Adofl Hitler menemukan momentum menyerang Soviet ketika ada sekitar 400 ribu Muslim Soviet bergabung

network /Rahmat Fajar
.
Rep: Rahmat Fajar Red: Partner

Hitler sedang memantau pasukan militernya

dok. republika

NYANTRI--Dalam sejarah Uni Soviet perang dunia II disebut sebagai “perang patriotrik besar”. Disebut sebagai perang patriotik dikarenakan perang tersebut secara tidak langsung telah memperkuat persatuan antara bangsa Soviet dan Stalin. Tetapi di sisi lain rezim komunis juga menyaksikan bahwa terdapat oposisi di dalam atau di luar negeri selama tahun-tahun perang dunia II. Sebagian oposisi ini muncul akibat dari kebijakan rezim Stalin yang sewenang-wenang.

Maka tidak heran jika Adolf Hitler menyerbu Uni Soviet pada 22 Juni 1941, para kubu oposisi ini menemukan momentumnya. Jutaan warga Uni Soviet kemudian menyambut baik propaganda Nazi Jerman yang akan menjanjikan kepada mereka pembebasan dari rezim Stalin. Maka segera dengan cepat lebih dari satu juta orang dari warga Soviet bergabung dan bertugas dalam Wehrmacht. Diantara mereka terdapat sekitar 400.000 orang Muslim Soviet.

Bergabungnya jutaan orang Muslim Soviet ini sendiri bagi Nazi Jerman merupakan keuntungan tersendiri. Pasalnya, kekurangan sumber daya manusia, kaum Nazi melihat kemungkinan untuk memobilisasi para tawanan perang Soviet, terutama dari kalangan etnis minoritas non-Rusia guna menghadapi rezim Stalin dan ideologi komunis. Dalam melakukan mobilisasi kaum Nazi dibantu oleh mufti besar Yerusalem, Haji Amin al-Husayni. Meminjamkan pamornya sebagai mufti kota suci dalam Islam, al-Husayni kemudian menjadi propaganda Nazi untuk merayu kelompok Muslim di Balkan dan Uni Soviet untuk bergabung dengan pihak Nazi.

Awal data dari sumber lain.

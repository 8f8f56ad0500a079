use std::sync::{Arc, PoisonError, RwLock};

use indexmap::IndexMap;
use serde::Serialize;

/// A route as seen by the documentation layer.
///
/// `name` is the route identifier (the handler's name), `path` the host path
/// as mounted on the router, and `doc` the handler's documentation string.
#[derive(Debug, Clone, PartialEq, Eq, Serialize)]
pub struct RouteInfo {
    pub name: String,
    pub path: String,
    pub doc: Option<String>,
}

impl RouteInfo {
    pub fn new(name: impl Into<String>, path: impl Into<String>) -> Self {
        Self {
            name: name.into(),
            path: path.into(),
            doc: None,
        }
    }

    pub fn with_doc(mut self, doc: impl Into<String>) -> Self {
        self.doc = Some(doc.into());
        self
    }

    /// The documentation string, if present and not blank.
    pub fn documentation(&self) -> Option<&str> {
        self.doc.as_deref().filter(|d| !d.trim().is_empty())
    }
}

/// Shared, enumerable mapping from route name to [`RouteInfo`].
///
/// Cloning the table yields another handle to the same routes, so routes
/// registered after the application is built are visible to every holder.
#[derive(Debug, Clone, Default)]
pub struct RouteTable {
    inner: Arc<RwLock<IndexMap<String, RouteInfo>>>,
}

impl RouteTable {
    pub fn new() -> Self {
        Self::default()
    }

    /// Register a route. A name registered twice replaces the earlier entry.
    pub fn register(&self, route: RouteInfo) {
        let mut routes = self.inner.write().unwrap_or_else(PoisonError::into_inner);
        routes.insert(route.name.clone(), route);
    }

    /// Look up a route by name.
    pub fn get(&self, name: &str) -> Option<RouteInfo> {
        let routes = self.inner.read().unwrap_or_else(PoisonError::into_inner);
        routes.get(name).cloned()
    }

    /// Copy of every registered route, in registration order.
    pub fn snapshot(&self) -> Vec<RouteInfo> {
        let routes = self.inner.read().unwrap_or_else(PoisonError::into_inner);
        routes.values().cloned().collect()
    }

    pub fn len(&self) -> usize {
        self.inner.read().unwrap_or_else(PoisonError::into_inner).len()
    }

    pub fn is_empty(&self) -> bool {
        self.len() == 0
    }
}

#[cfg(test)]
mod tests {
    use super::*;

    #[test]
    fn blank_doc_is_not_documentation() {
        assert!(RouteInfo::new("a", "/a").documentation().is_none());
        assert!(RouteInfo::new("a", "/a").with_doc("  \n ").documentation().is_none());
        assert_eq!(RouteInfo::new("a", "/a").with_doc("Hi").documentation(), Some("Hi"));
    }

    #[test]
    fn clones_share_routes() {
        let table = RouteTable::new();
        let other = table.clone();
        table.register(RouteInfo::new("list_users", "/users"));
        assert_eq!(other.len(), 1);
        assert_eq!(other.get("list_users").unwrap().path, "/users");
    }

    #[test]
    fn same_name_replaces_entry() {
        let table = RouteTable::new();
        table.register(RouteInfo::new("index", "/"));
        table.register(RouteInfo::new("other", "/other"));
        table.register(RouteInfo::new("index", "/home"));

        let routes = table.snapshot();
        assert_eq!(routes.len(), 2);
        assert_eq!(routes[0].name, "index");
        assert_eq!(routes[0].path, "/home");
    }
}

Selain Haji Amin al-Husayni, Nazi Jerman juga menggunakan ulama Eropa timur untuk merekrut para sukarelawan. Di antara mereka adalah Jakub Szynkiewicz, ulama Tatar Polandia yang diangkat menjadi mufti Ostland oleh Nazi Jerman. Dalam sebuah pidato di depan para rekrutan sukarelawan ini, Jakub Szynkiewicz menggarisbawahi slogan bahwa kaum Muslim, karena alasan politik dan agama, tidak akan pernah bersekutu dengan Bolshevisme, yang merupakan ideologi tak bertuhan (Oktorino, 2017).

Orang Nazi Jerman sendiri berusaha keras untuk menjaga kesetiaan sukarelawan Muslim ini. Para sukarelawan Muslim ini diberikan berbagai hak istimewa yang berkaitan dengan agama yang dipeluknya. Bahkan untuk menjaga kesetiaan ini, pihak Nazi Jerman sampai mendirikan kursus dan sekolah mullah bagi sukarelawan Muslim Soviet ini. Apa yang dilakukan pihak Nazi Jerman ini merupakan permainan lama yang pernah dilakukan oleh Von Oppenheim dan kaisar Wilhelm II dalam perang dunia I, tetapi dalam skala panjang dan jauh lebih besar, yakni menggunakan “kartu Muslim” untuk merongrong Uni Soviet hingga hancur dari dalam dengan bantuan konflik dan guncangan kebangsaan guna membuka jalan dan memperlancar serangan Adolf Hitler ke Uni Soviet (Oktorino, 2017).

Referensi: Oktorino, N. (2017). Bulan Sabit dan Swastika (Kisah Legiun Muslim Soviet Hitler). Jakarta: PT Elex Media Komputindo.